Functional analysis of a novel missense mutation c.1039A＞G of TUBB8 in infertile women

The TUBB8 gene is highly conserved in primates, and pathogenic mutations in this gene have been linked to defects in oocyte maturation, leading to infertility in women. This study aimed to identify a mutation in the TUBB8 gene in a family with female infertility and functionally validate the identified mutation to confirm its pathogenicity. Genomic DNA was extracted from the proband's peripheral blood for whole exome sequencing. DNA from the proband’s parents was obtained for Sanger sequencing to trace the origin of the proband's mutation. Bioinformatics analysis, conservation analysis, and three-dimensional protein structure prediction were performed on the sequencing results. Wild-type and mutant TUBB8 expression plasmids for the identified mutation sites were constructed and transfected into HEK293T and HeLa cells. Changes in protein structure and gene expression were then assessed. The analysis revealed that the proband carried the TUBB8 mutation c.1039A > G, also present in her father and aunt. This mutation was classified as a Variant of Uncertain Significance (VUS).
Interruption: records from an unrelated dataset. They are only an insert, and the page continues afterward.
//! KTX2 textures, the container `KHR_texture_basisu` references.
//!
//! The container is read with `ktx2`. Plain RGBA8 levels are taken as they
//! are, UASTC levels are transcoded to RGBA8 with `basis-universal` when the
//! `basisu` feature is built. Only mip 0 is kept, the upload builds no mips.

use std::io::Read;

use anyhow::{Context, Result, anyhow, bail};
use ktx2::{ColorModel, DfdBlockBasic, DfdHeader, Format, SupercompressionScheme};

pub const KTX2_MIME_TYPE: &str = "image/ktx2";

const IDENTIFIER: [u8; 12] = [
    0xAB, 0x4B, 0x54, 0x58, 0x20, 0x32, 0x30, 0xBB, 0x0D, 0x0A, 0x1A, 0x0A,
];

pub fn is_ktx2(bytes: &[u8]) -> bool {
    bytes.starts_with(&IDENTIFIER)
}

/// Decodes mip 0 of a single 2D KTX2 texture to RGBA8.
pub fn decode_ktx2(bytes: &[u8]) -> Result<image::RgbaImage> {
    let reader = ktx2::Reader::new(bytes).map_err(|e| anyhow!("invalid KTX2 container: {e:?}"))?;
    let header = reader.header();
    if header.face_count > 1 || header.layer_count > 1 || header.pixel_depth > 1 {
        bail!("only single 2D KTX2 textures are supported");
    }
    let (width, height) = (header.pixel_width, header.pixel_height.max(1));

    let level = reader.levels().next().context("KTX2 file holds no levels")?;
    let data = match header.supercompression_scheme {
        None => level.data.to_vec(),
        Some(SupercompressionScheme::Zstandard) => inflate_zstd(level.data)?,
        Some(scheme) => bail!("{scheme:?} supercompression is not supported"),
    };

    if is_uastc(&reader) {
        return transcode_uastc(&data, width, height);
    }
    match header.format {
        Some(format) if format == Format::R8G8B8A8_UNORM || format == Format::R8G8B8A8_SRGB => {
            let texels = (width * height * 4) as usize;
            let data = data.get(..texels).context("RGBA8 level is shorter than the image")?;
            image::RgbaImage::from_raw(width, height, data.to_vec())
                .context("RGBA8 level does not match the image size")
        }
        Some(format) => bail!("KTX2 format {format:?} is not supported"),
        None => bail!("KTX2 file is neither UASTC nor an uncompressed format"),
    }
}

fn is_uastc(reader: &ktx2::Reader<&[u8]>) -> bool {
    reader
        .dfd_blocks()
        .filter(|dfd| dfd.header == DfdHeader::BASIC)
        .filter_map(|dfd| DfdBlockBasic::parse(dfd.data).ok())
        .any(|basic| basic.header.color_model == Some(ColorModel::UASTC))
}

fn inflate_zstd(data: &[u8]) -> Result<Vec<u8>> {
    let mut cursor = std::io::Cursor::new(data);
    let mut decoder = ruzstd::decoding::StreamingDecoder::new(&mut cursor)
        .map_err(|e| anyhow!("invalid zstd level: {e:?}"))?;
    let mut inflated = Vec::new();
    decoder
        .read_to_end(&mut inflated)
        .context("inflating a zstd level")?;
    Ok(inflated)
}

#[cfg(feature = "basisu")]
fn transcode_uastc(data: &[u8], width: u32, height: u32) -> Result<image::RgbaImage> {
    use basis_universal::{DecodeFlags, LowLevelUastcTranscoder, SliceParametersUastc, TranscoderBlockFormat};

    basis_universal::transcoder_init();
    let (blocks_x, blocks_y) = (width.div_ceil(4), height.div_ceil(4));
    let blocks = data
        .get(..(blocks_x * blocks_y * 16) as usize)
        .context("UASTC level is shorter than its blocks")?;
    let rgba = LowLevelUastcTranscoder::new()
        .transcode_slice(
            blocks,
            SliceParametersUastc {
                num_blocks_x: blocks_x,
                num_blocks_y: blocks_y,
                has_alpha: true,
                original_width: width,
                original_height: height,
            },
            DecodeFlags::HIGH_QUALITY,
            TranscoderBlockFormat::RGBA32,
        )
        .map_err(|e| anyhow!("transcoding UASTC to RGBA: {e:?}"))?;
    image::RgbaImage::from_raw(width, height, rgba).context("transcoded UASTC does not match the image size")
}

#[cfg(not(feature = "basisu"))]
fn transcode_uastc(_data: &[u8], _width: u32, _height: u32) -> Result<image::RgbaImage> {
    bail!("UASTC textures need the `basisu` feature")
}
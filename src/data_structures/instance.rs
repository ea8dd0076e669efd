//! Node transforms and their GPU representation.
//!
//! Every scene node keeps a local and a world [`Instance`]. Mesh nodes upload
//! their world transform as an [`InstanceRaw`] into a one-element instance
//! buffer that is bound next to the vertex buffer.

use std::ops::Mul;

use cgmath::{InnerSpace, One, SquareMatrix};

use crate::data_structures::model;

/// Translation, rotation (as quaternion) and scale of a node.
#[derive(Clone, Copy, Debug, PartialEq)]
pub struct Instance {
    pub position: cgmath::Vector3<f32>,
    pub rotation: cgmath::Quaternion<f32>,
    pub scale: cgmath::Vector3<f32>,
}

impl Instance {
    /// Identity transformation (no move, rotate, or scale).
    pub fn new() -> Self {
        Self {
            position: cgmath::Vector3::new(0.0, 0.0, 0.0),
            // `Quaternion::one()` is the identity quaternion (no rotation)
            rotation: cgmath::Quaternion::one(),
            scale: cgmath::Vector3::new(1.0, 1.0, 1.0),
        }
    }

    pub fn to_matrix(&self) -> cgmath::Matrix4<f32> {
        cgmath::Matrix4::from_translation(self.position)
            * cgmath::Matrix4::from(self.rotation)
            * cgmath::Matrix4::from_nonuniform_scale(self.scale.x, self.scale.y, self.scale.z)
    }

    /// Direction the node looks at. Cameras and lights in glTF point down -Z.
    pub fn forward(&self) -> cgmath::Vector3<f32> {
        (self.rotation * -cgmath::Vector3::unit_z()).normalize()
    }

    pub fn to_raw(&self, receive_shadow: bool) -> InstanceRaw {
        let world_matrix = self.to_matrix();
        // Non-uniform scale needs the inverse transpose for correct normals
        let normal = cgmath::Matrix3::new(
            world_matrix.x.x,
            world_matrix.x.y,
            world_matrix.x.z,
            world_matrix.y.x,
            world_matrix.y.y,
            world_matrix.y.z,
            world_matrix.z.x,
            world_matrix.z.y,
            world_matrix.z.z,
        );
        let normal = normal
            .invert()
            .map(|inverse| cgmath::Matrix::transpose(&inverse))
            .unwrap_or(cgmath::Matrix3::from(self.rotation));
        InstanceRaw {
            model: world_matrix.into(),
            normal: normal.into(),
            receive_shadow: if receive_shadow { 1.0 } else { 0.0 },
        }
    }
}

impl From<([f32; 3], [f32; 4], [f32; 3])> for Instance {
    /// Builds an instance from a decomposed glTF transform (xyzw quaternion).
    fn from((t, r, s): ([f32; 3], [f32; 4], [f32; 3])) -> Self {
        Instance {
            position: t.into(),
            rotation: cgmath::Quaternion::new(r[3], r[0], r[1], r[2]),
            scale: s.into(),
        }
    }
}

impl Mul<Instance> for Instance {
    type Output = Self;

    fn mul(self, rhs: Instance) -> Self::Output {
        &self * &rhs
    }
}

impl<'a, 'b> Mul<&'b Instance> for &'a Instance {
    type Output = Instance;

    fn mul(self, rhs: &'b Instance) -> Self::Output {
        let new_rotation = self.rotation * rhs.rotation;

        let new_scale = cgmath::Vector3::new(
            self.scale.x * rhs.scale.x,
            self.scale.y * rhs.scale.y,
            self.scale.z * rhs.scale.z,
        );
        let scaled_rhs_pos = cgmath::Vector3::new(
            self.scale.x * rhs.position.x,
            self.scale.y * rhs.position.y,
            self.scale.z * rhs.position.z,
        );
        let new_position = self.position + (self.rotation * scaled_rhs_pos);

        Instance {
            position: new_position,
            rotation: new_rotation,
            scale: new_scale,
        }
    }
}

impl From<cgmath::Vector3<f32>> for Instance {
    fn from(position: cgmath::Vector3<f32>) -> Self {
        Instance {
            position,
            ..Default::default()
        }
    }
}

impl Default for Instance {
    fn default() -> Self {
        Self::new()
    }
}

/**
 * The raw instance is the actual data stored on the GPU
 */
#[repr(C)]
#[derive(Debug, Copy, Clone, bytemuck::Pod, bytemuck::Zeroable)]
pub struct InstanceRaw {
    model: [[f32; 4]; 4],
    normal: [[f32; 3]; 3],
    receive_shadow: f32,
}

/**
 * As we store vertex data directly in the GPU memory we need to tell what the bytes refer to:
 *
 * Stride layout here: world transform as 4x4 matrix (hence the four 4d vectors), followed by
 * the 3x3 normal matrix and the shadow receiver flag.
 */
impl model::Vertex for InstanceRaw {
    fn desc() -> wgpu::VertexBufferLayout<'static> {
        use std::mem;
        wgpu::VertexBufferLayout {
            array_stride: mem::size_of::<InstanceRaw>() as wgpu::BufferAddress,
            // Shaders only advance to the next element once a new instance starts
            step_mode: wgpu::VertexStepMode::Instance,
            attributes: &[
                wgpu::VertexAttribute {
                    offset: 0,
                    shader_location: 5,
                    format: wgpu::VertexFormat::Float32x4,
                },
                // A mat4 takes up 4 vertex slots as it is technically 4 vec4s.
                wgpu::VertexAttribute {
                    offset: mem::size_of::<[f32; 4]>() as wgpu::BufferAddress,
                    shader_location: 6,
                    format: wgpu::VertexFormat::Float32x4,
                },
                wgpu::VertexAttribute {
                    offset: mem::size_of::<[f32; 8]>() as wgpu::BufferAddress,
                    shader_location: 7,
                    format: wgpu::VertexFormat::Float32x4,
                },
                wgpu::VertexAttribute {
                    offset: mem::size_of::<[f32; 12]>() as wgpu::BufferAddress,
                    shader_location: 8,
                    format: wgpu::VertexFormat::Float32x4,
                },
                wgpu::VertexAttribute {
                    offset: mem::size_of::<[f32; 16]>() as wgpu::BufferAddress,
                    shader_location: 9,
                    format: wgpu::VertexFormat::Float32x3,
                },
                wgpu::VertexAttribute {
                    offset: mem::size_of::<[f32; 19]>() as wgpu::BufferAddress,
                    shader_location: 10,
                    format: wgpu::VertexFormat::Float32x3,
                },
                wgpu::VertexAttribute {
                    offset: mem::size_of::<[f32; 22]>() as wgpu::BufferAddress,
                    shader_location: 11,
                    format: wgpu::VertexFormat::Float32x3,
                },
                wgpu::VertexAttribute {
                    offset: mem::size_of::<[f32; 25]>() as wgpu::BufferAddress,
                    shader_location: 12,
                    format: wgpu::VertexFormat::Float32,
                },
            ],
        }
    }
}

#[cfg(test)]
mod tests {
    use super::*;
    use approx::assert_relative_eq;
    use cgmath::Rotation3;

    #[test]
    fn parent_transform_applies_to_child() {
        let parent = Instance {
            position: [1.0, 0.0, 0.0].into(),
            rotation: cgmath::Quaternion::from_angle_y(cgmath::Deg(90.0)),
            scale: [2.0, 2.0, 2.0].into(),
        };
        let child = Instance::from(cgmath::Vector3::new(0.0, 0.0, 1.0));
        let world = parent * child;
        // (0,0,1) scaled to (0,0,2), rotated 90° around y to (2,0,0), then moved by 1
        assert_relative_eq!(world.position.x, 3.0, epsilon = 1e-5);
        assert_relative_eq!(world.position.y, 0.0, epsilon = 1e-5);
        assert_relative_eq!(world.position.z, 0.0, epsilon = 1e-5);
        assert_relative_eq!(world.scale.x, 2.0);
    }

    #[test]
    fn gltf_quaternions_are_xyzw() {
        let half = std::f32::consts::FRAC_1_SQRT_2;
        let instance = Instance::from(([0.0; 3], [0.0, half, 0.0, half], [1.0; 3]));
        assert_relative_eq!(instance.rotation.s, half);
        assert_relative_eq!(instance.rotation.v.y, half);
    }

    #[test]
    fn lights_point_down_negative_z_by_default() {
        let forward = Instance::new().forward();
        assert_relative_eq!(forward.z, -1.0);
    }
}
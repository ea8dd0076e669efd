use crate::{
    camera::{CameraBinding, CameraUniform},
    data_structures::{
        instance::InstanceRaw,
        model::{ModelVertex, Vertex},
        texture::Texture,
    },
};

/// Depth-only pipeline rendering casters into the shadow map.
pub fn mk_shadow_pipeline(
    device: &wgpu::Device,
    light_camera_layout: &wgpu::BindGroupLayout,
) -> wgpu::RenderPipeline {
    let layout = device.create_pipeline_layout(&wgpu::PipelineLayoutDescriptor {
        label: Some("Shadow Pipeline Layout"),
        bind_group_layouts: &[Some(light_camera_layout)],
        immediate_size: 0,
    });
    let shader = device.create_shader_module(wgpu::ShaderModuleDescriptor {
        label: Some("Shadow Shader"),
        source: wgpu::ShaderSource::Wgsl(include_str!("shadow.wgsl").into()),
    });

    device.create_render_pipeline(&wgpu::RenderPipelineDescriptor {
        cache: None,
        label: Some("Shadow Pipeline"),
        layout: Some(&layout),
        vertex: wgpu::VertexState {
            module: &shader,
            entry_point: Some("vs_main"),
            buffers: &[ModelVertex::desc(), InstanceRaw::desc()],
            compilation_options: Default::default(),
        },
        fragment: None,
        primitive: wgpu::PrimitiveState {
            topology: wgpu::PrimitiveTopology::TriangleList,
            strip_index_format: None,
            front_face: wgpu::FrontFace::Ccw,
            cull_mode: Some(wgpu::Face::Back),
            polygon_mode: wgpu::PolygonMode::Fill,
            unclipped_depth: false,
            conservative: false,
        },
        depth_stencil: Some(wgpu::DepthStencilState {
            format: Texture::DEPTH_FORMAT,
            depth_write_enabled: Some(true),
            depth_compare: Some(wgpu::CompareFunction::LessEqual),
            stencil: wgpu::StencilState::default(),
            bias: wgpu::DepthBiasState {
                constant: 2,
                slope_scale: 2.0,
                clamp: 0.0,
            },
        }),
        multisample: wgpu::MultisampleState {
            count: 1,
            mask: !0,
            alpha_to_coverage_enabled: false,
        },
        multiview_mask: None,
    })
}

/// The shadow map, its sampler and the light camera it is rendered with.
#[derive(Debug)]
pub struct ShadowResources {
    pub map: Texture,
    pub sampler: wgpu::Sampler,
    pub size: [u32; 2],
    pub light_camera: CameraBinding,
    pub pipeline: wgpu::RenderPipeline,
}

impl ShadowResources {
    pub fn new(device: &wgpu::Device, camera_layout: &wgpu::BindGroupLayout, size: [u32; 2]) -> Self {
        Self {
            map: Texture::create_shadow_map(device, size),
            sampler: Texture::create_shadow_sampler(device),
            size,
            light_camera: CameraBinding::new(
                device,
                camera_layout,
                CameraUniform::new(),
                "light_camera_bind_group",
            ),
            pipeline: mk_shadow_pipeline(device, camera_layout),
        }
    }

    /// Recreates the map at `size`. Returns whether anything changed, in which
    /// case bind groups sampling the map must be rebuilt.
    pub fn ensure_size(&mut self, device: &wgpu::Device, size: [u32; 2]) -> bool {
        if size == self.size {
            return false;
        }
        self.map.destroy();
        self.map = Texture::create_shadow_map(device, size);
        self.size = size;
        true
    }

    pub fn destroy(&self) {
        self.map.destroy();
        self.light_camera.buffer.destroy();
    }
}
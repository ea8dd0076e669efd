//! Image based lighting.
//!
//! An equirectangular panorama is turned into a mip-mapped cube map once, on
//! load. Mip 0 holds the panorama itself, each further mip a GGX convolution
//! for a rougher surface, so the main shader picks a mip by roughness.

use log::{debug, info, warn};
use wgpu::util::DeviceExt;

use crate::{pipelines::basic::mk_render_pipeline, resources::environment::EquirectImage};

/// Edge length of mip 0 of the environment cube.
pub const CUBE_SIZE: u32 = 256;
/// Samples per texel of the convolved mips.
pub const PREFILTER_SAMPLES: u32 = 64;
pub const ENVIRONMENT_FORMAT: wgpu::TextureFormat = wgpu::TextureFormat::Rgba16Float;

/// Mip levels from `size` down to 8x8.
pub fn mip_levels(size: u32) -> u32 {
    size.max(8).ilog2().saturating_sub(2).max(1)
}

/// Roughness a mip is convolved for, rising linearly to 1 at the last mip.
pub fn mip_roughness(mip: u32, mip_count: u32) -> f32 {
    if mip_count <= 1 {
        return 0.0;
    }
    mip as f32 / (mip_count - 1) as f32
}

/// A prefiltered environment cube.
#[derive(Debug)]
pub struct EnvironmentMap {
    pub texture: wgpu::Texture,
    pub view: wgpu::TextureView,
    pub mip_level_count: u32,
}

impl EnvironmentMap {
    /// A black 1x1 cube used until a real environment is assigned.
    pub fn neutral(device: &wgpu::Device, queue: &wgpu::Queue) -> Self {
        let size = wgpu::Extent3d {
            width: 1,
            height: 1,
            depth_or_array_layers: 6,
        };
        let texture = device.create_texture(&wgpu::TextureDescriptor {
            label: Some("neutral environment"),
            size,
            mip_level_count: 1,
            sample_count: 1,
            dimension: wgpu::TextureDimension::D2,
            format: wgpu::TextureFormat::Rgba8Unorm,
            usage: wgpu::TextureUsages::TEXTURE_BINDING | wgpu::TextureUsages::COPY_DST,
            view_formats: &[],
        });
        queue.write_texture(
            wgpu::TexelCopyTextureInfo {
                aspect: wgpu::TextureAspect::All,
                texture: &texture,
                mip_level: 0,
                origin: wgpu::Origin3d::ZERO,
            },
            &[0u8, 0, 0, 255].repeat(6),
            wgpu::TexelCopyBufferLayout {
                offset: 0,
                bytes_per_row: Some(4),
                rows_per_image: Some(1),
            },
            size,
        );
        let view = texture.create_view(&wgpu::TextureViewDescriptor {
            dimension: Some(wgpu::TextureViewDimension::Cube),
            ..Default::default()
        });
        Self {
            texture,
            view,
            mip_level_count: 1,
        }
    }

    pub fn destroy(&self) {
        self.texture.destroy();
    }
}

#[repr(C)]
#[derive(Debug, Copy, Clone, bytemuck::Pod, bytemuck::Zeroable)]
struct PrefilterUniform {
    // face, roughness, sample count, unused
    values: [f32; 4],
}

/// Converts equirectangular panoramas into [`EnvironmentMap`]s.
#[derive(Debug)]
pub struct EnvironmentPrefilter {
    pipeline: wgpu::RenderPipeline,
    source_layout: wgpu::BindGroupLayout,
}

impl EnvironmentPrefilter {
    pub fn new(device: &wgpu::Device) -> Self {
        let source_layout = device.create_bind_group_layout(&wgpu::BindGroupLayoutDescriptor {
            entries: &[
                wgpu::BindGroupLayoutEntry {
                    binding: 0,
                    visibility: wgpu::ShaderStages::FRAGMENT,
                    ty: wgpu::BindingType::Texture {
                        multisampled: false,
                        view_dimension: wgpu::TextureViewDimension::D2,
                        sample_type: wgpu::TextureSampleType::Float { filterable: false },
                    },
                    count: None,
                },
                wgpu::BindGroupLayoutEntry {
                    binding: 1,
                    visibility: wgpu::ShaderStages::FRAGMENT,
                    ty: wgpu::BindingType::Buffer {
                        ty: wgpu::BufferBindingType::Uniform,
                        has_dynamic_offset: false,
                        min_binding_size: None,
                    },
                    count: None,
                },
            ],
            label: Some("prefilter_source_layout"),
        });
        let pipeline = Self::compile_equirectangular_shader(device, &source_layout);
        Self {
            pipeline,
            source_layout,
        }
    }

    /// Builds the conversion pipeline, so the first conversion does not stall
    /// on shader compilation.
    pub fn compile_equirectangular_shader(
        device: &wgpu::Device,
        source_layout: &wgpu::BindGroupLayout,
    ) -> wgpu::RenderPipeline {
        let layout = device.create_pipeline_layout(&wgpu::PipelineLayoutDescriptor {
            label: Some("Prefilter Pipeline Layout"),
            bind_group_layouts: &[Some(source_layout)],
            immediate_size: 0,
        });
        let shader = wgpu::ShaderModuleDescriptor {
            label: Some("Prefilter Shader"),
            source: wgpu::ShaderSource::Wgsl(include_str!("prefilter.wgsl").into()),
        };
        mk_render_pipeline(
            device,
            &layout,
            ENVIRONMENT_FORMAT,
            None,
            None,
            &[],
            None,
            shader,
        )
    }

    fn upload_source(&self, device: &wgpu::Device, queue: &wgpu::Queue, image: &EquirectImage) -> wgpu::Texture {
        let size = wgpu::Extent3d {
            width: image.width,
            height: image.height,
            depth_or_array_layers: 1,
        };
        let texture = device.create_texture(&wgpu::TextureDescriptor {
            label: Some("equirectangular source"),
            size,
            mip_level_count: 1,
            sample_count: 1,
            dimension: wgpu::TextureDimension::D2,
            format: wgpu::TextureFormat::Rgba32Float,
            usage: wgpu::TextureUsages::TEXTURE_BINDING | wgpu::TextureUsages::COPY_DST,
            view_formats: &[],
        });
        queue.write_texture(
            wgpu::TexelCopyTextureInfo {
                aspect: wgpu::TextureAspect::All,
                texture: &texture,
                mip_level: 0,
                origin: wgpu::Origin3d::ZERO,
            },
            bytemuck::cast_slice(&image.data),
            wgpu::TexelCopyBufferLayout {
                offset: 0,
                bytes_per_row: Some(16 * image.width),
                rows_per_image: Some(image.height),
            },
            size,
        );
        texture
    }

    /// Renders `image` into a new prefiltered cube map. The uploaded source is
    /// destroyed before returning.
    pub fn from_equirectangular(
        &self,
        device: &wgpu::Device,
        queue: &wgpu::Queue,
        image: &EquirectImage,
    ) -> EnvironmentMap {
        let max_dimension = device.limits().max_texture_dimension_2d;
        let downsampled = image.downsampled(max_dimension);
        if downsampled.is_some() {
            warn!(
                "environment of {}x{} exceeds the texture limit of {max_dimension}, downsampling",
                image.width, image.height
            );
        }
        let image = downsampled.as_ref().unwrap_or(image);
        let source = self.upload_source(device, queue, image);
        let source_view = source.create_view(&wgpu::TextureViewDescriptor::default());

        let mip_level_count = mip_levels(CUBE_SIZE);
        let texture = device.create_texture(&wgpu::TextureDescriptor {
            label: Some("environment cube"),
            size: wgpu::Extent3d {
                width: CUBE_SIZE,
                height: CUBE_SIZE,
                depth_or_array_layers: 6,
            },
            mip_level_count,
            sample_count: 1,
            dimension: wgpu::TextureDimension::D2,
            format: ENVIRONMENT_FORMAT,
            usage: wgpu::TextureUsages::RENDER_ATTACHMENT
                | wgpu::TextureUsages::TEXTURE_BINDING
                | wgpu::TextureUsages::COPY_SRC,
            view_formats: &[],
        });

        let mut encoder = device.create_command_encoder(&wgpu::CommandEncoderDescriptor {
            label: Some("Prefilter Encoder"),
        });
        // every draw needs its own uniform as all of them run in one submission
        let mut uniforms = Vec::new();
        for mip in 0..mip_level_count {
            let roughness = mip_roughness(mip, mip_level_count);
            for face in 0..6u32 {
                let uniform = device.create_buffer_init(&wgpu::util::BufferInitDescriptor {
                    label: Some("Prefilter Uniform"),
                    contents: bytemuck::cast_slice(&[PrefilterUniform {
                        values: [face as f32, roughness, PREFILTER_SAMPLES as f32, 0.0],
                    }]),
                    usage: wgpu::BufferUsages::UNIFORM,
                });
                let bind_group = device.create_bind_group(&wgpu::BindGroupDescriptor {
                    layout: &self.source_layout,
                    entries: &[
                        wgpu::BindGroupEntry {
                            binding: 0,
                            resource: wgpu::BindingResource::TextureView(&source_view),
                        },
                        wgpu::BindGroupEntry {
                            binding: 1,
                            resource: uniform.as_entire_binding(),
                        },
                    ],
                    label: Some("prefilter_bind_group"),
                });
                let target = texture.create_view(&wgpu::TextureViewDescriptor {
                    label: Some("environment face"),
                    dimension: Some(wgpu::TextureViewDimension::D2),
                    base_mip_level: mip,
                    mip_level_count: Some(1),
                    base_array_layer: face,
                    array_layer_count: Some(1),
                    ..Default::default()
                });
                {
                    let mut render_pass = encoder.begin_render_pass(&wgpu::RenderPassDescriptor {
                        label: Some("Prefilter Pass"),
                        color_attachments: &[Some(wgpu::RenderPassColorAttachment {
                            view: &target,
                            resolve_target: None,
                            ops: wgpu::Operations {
                                load: wgpu::LoadOp::Clear(wgpu::Color::BLACK),
                                store: wgpu::StoreOp::Store,
                            },
                            depth_slice: None,
                        })],
                        depth_stencil_attachment: None,
                        occlusion_query_set: None,
                        timestamp_writes: None,
                        multiview_mask: None,
                    });
                    render_pass.set_pipeline(&self.pipeline);
                    render_pass.set_bind_group(0, &bind_group, &[]);
                    render_pass.draw(0..3, 0..1);
                }
                uniforms.push(uniform);
            }
        }
        queue.submit(std::iter::once(encoder.finish()));
        source.destroy();
        for uniform in uniforms {
            uniform.destroy();
        }

        let view = texture.create_view(&wgpu::TextureViewDescriptor {
            label: Some("environment cube view"),
            dimension: Some(wgpu::TextureViewDimension::Cube),
            ..Default::default()
        });
        info!(
            "prefiltered {}x{} environment into {} mips",
            image.width, image.height, mip_level_count
        );
        EnvironmentMap {
            texture,
            view,
            mip_level_count,
        }
    }

    /// Releases the conversion pipeline and its layout. Maps created earlier
    /// stay valid.
    pub fn dispose(self) {
        let Self {
            pipeline,
            source_layout,
        } = self;
        drop(pipeline);
        drop(source_layout);
        debug!("environment prefilter released");
    }
}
Protein structure prediction suggested that the TUBB8 p.N347D (c.1039A > G) mutant protein had an additional hydrogen bond compared to the wild-type protein. Still, no significant structural changes were observed in the three-dimensional model. Immunofluorescence staining showed that the TUBB8 c.1039A > G mutation did not disrupt cellular microtubule structure. In vitro assays indicated that the c.1039A > G mutation decreased mRNA and protein expression levels of TUBB8 . This study describes a case of female infertility associated with a newly discovered heterozygous c.1039A > G mutation in the TUBB8 gene, which may reduce TUBB8 expression. These findings contribute to the genetic understanding and diagnosis of TUBB8 -related diseases.